Isethionates are esters of long-chain aliphatic carboxylic acids (C_{8} – C_{18}) with isethionic acid (2-hydroxyethanesulfonic acid) or salts thereof, such as ammonium isethionate or sodium isethionate. They are also referred to as acyl isethionates or acyloxyethanesulfonates.

Like the taurides, isethionates are a class of particularly mild anionic surfactants which, unlike ordinary soaps, retain their washing-active properties even in hard water. Isethionates are obtained on an industrial scale reacting mixtures of carboxylic acids with salts of isethionic acid under acidic catalysis e. g. with methanesulfonic acid. The mixtures of carboxylic acids are obtained from the hydrolysis of animal fats (tallow) or vegetable oils, preferably coconut oil, but also palm oil, soybean oil or castor oil.

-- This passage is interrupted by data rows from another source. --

use serde::{Deserialize, Serialize};

#[derive(Debug, Clone, Copy, PartialEq, Eq, Serialize, Deserialize)]
pub struct Rational {
    pub num: i32,
    pub den: i32,
}

impl Rational {
    pub const fn new(num: i32, den: i32) -> Self {
        Self { num, den }
    }

    pub fn is_valid(&self) -> bool {
        self.den != 0
    }

    pub fn as_f64(&self) -> f64 {
        if self.den == 0 {
            0.0
        } else {
            self.num as f64 / self.den as f64
        }
    }

    /// Rescales `ts` expressed in `self` into `to`, rounding down.
    pub fn rescale(&self, ts: i64, to: Rational) -> i64 {
        if !self.is_valid() || !to.is_valid() || to.num == 0 {
            return ts;
        }
        let num = ts as i128 * self.num as i128 * to.den as i128;
        let den = self.den as i128 * to.num as i128;
        (num / den) as i64
    }
}

impl Default for Rational {
    fn default() -> Self {
        Self { num: 0, den: 1 }
    }
}

impl From<(i32, i32)> for Rational {
    fn from((num, den): (i32, i32)) -> Self {
        Self { num, den }
    }
}

#[derive(Debug, Clone, Copy, PartialEq, Eq, Default, Serialize, Deserialize)]
#[serde(rename_all = "lowercase")]
pub enum MediaType {
    #[default]
    Video,
    Audio,
    Data,
}

/// Stream-level decode parameters: the part of a decode context that is
/// copied forward from one thread slot to the next once the earlier slot has
/// finalized its state.
#[derive(Debug, Clone, PartialEq, Default, Serialize, Deserialize)]
#[serde(default)]
pub struct StreamParams {
    pub media_type: MediaType,
    pub codec_id: String,
    pub time_base: Rational,
    pub frame_rate: Rational,
    pub width: u32,
    pub height: u32,
    pub coded_width: u32,
    pub coded_height: u32,
    pub pixel_format: Option<String>,
    pub sample_aspect_ratio: Rational,
    pub has_b_frames: u32,
    pub profile: Option<i32>,
    pub level: Option<i32>,
    pub bits_per_raw_sample: u32,
    pub sample_rate: u32,
    pub sample_format: Option<String>,
    pub channels: u32,
    pub extradata: Vec<u8>,
}

impl StreamParams {
    pub fn video(codec_id: &str, width: u32, height: u32, time_base: Rational) -> Self {
        Self {
            media_type: MediaType::Video,
            codec_id: codec_id.to_string(),
            time_base,
            width,
            height,
            coded_width: width,
            coded_height: height,
            ..Default::default()
        }
    }

    pub fn audio(codec_id: &str, sample_rate: u32, channels: u32) -> Self {
        Self {
            media_type: MediaType::Audio,
            codec_id: codec_id.to_string(),
            time_base: Rational::new(1, sample_rate.max(1) as i32),
            sample_rate,
            channels,
            ..Default::default()
        }
    }

    pub fn is_video(&self) -> bool {
        self.media_type == MediaType::Video
    }

    pub fn is_audio(&self) -> bool {
        self.media_type == MediaType::Audio
    }

    pub fn fps(&self) -> f32 {
        self.frame_rate.as_f64() as f32
    }

    /// Copies the fields a later slot must observe from an earlier one.
    /// Extradata is left alone: it is fixed at open time.
    pub fn copy_forward(&mut self, src: &StreamParams) {
        self.time_base = src.time_base;
        self.frame_rate = src.frame_rate;
        self.width = src.width;
        self.height = src.height;
        self.coded_width = src.coded_width;
        self.coded_height = src.coded_height;
        self.pixel_format = src.pixel_format.clone();
        self.sample_aspect_ratio = src.sample_aspect_ratio;
        self.has_b_frames = src.has_b_frames;
        self.profile = src.profile;
        self.level = src.level;
        self.bits_per_raw_sample = src.bits_per_raw_sample;
        self.sample_rate = src.sample_rate;
        self.sample_format = src.sample_format.clone();
        self.channels = src.channels;
    }
}

#[cfg(test)]
mod tests {
    use super::*;

    #[test]
    fn test_rescale() {
        let ms = Rational::new(1, 1000);
        let ninety_khz = Rational::new(1, 90000);
        assert_eq!(ms.rescale(1000, ninety_khz), 90000);
        assert_eq!(ninety_khz.rescale(90000, ms), 1000);
        assert_eq!(ms.rescale(5, Rational::new(1, 0)), 5);
    }

    #[test]
    fn test_copy_forward_keeps_extradata() {
        let mut dst = StreamParams::video("raw", 0, 0, Rational::new(1, 25));
        dst.extradata = vec![1, 2, 3];
        let mut src = StreamParams::video("raw", 640, 480, Rational::new(1, 30));
        src.pixel_format = Some("yuv420p".into());
        src.has_b_frames = 2;
        dst.copy_forward(&src);
        assert_eq!(dst.width, 640);
        assert_eq!(dst.time_base, Rational::new(1, 30));
        assert_eq!(dst.pixel_format.as_deref(), Some("yuv420p"));
        assert_eq!(dst.has_b_frames, 2);
        assert_eq!(dst.extradata, vec![1, 2, 3]);
    }
}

Isethionates are solids which are often mixed with fatty acids (up to 30% by weight) to lower their freezing point. Despite its low water solubility (100ppm at 25 °C), the lower-priced sodium cocoylisethionate has found more widespread use than its well water-soluble ammonium salt (> 25 wt.% at 25 °C). To solubilize the sparsely soluble isethionates and taurides, the formation of mixtures with amphoteric surfactants (such as cocamidopropyl betaine) are proposed. From such mixtures, it is possible to prepare liquid, clear and transparent aqueous concentrates which are liquid at room temperature.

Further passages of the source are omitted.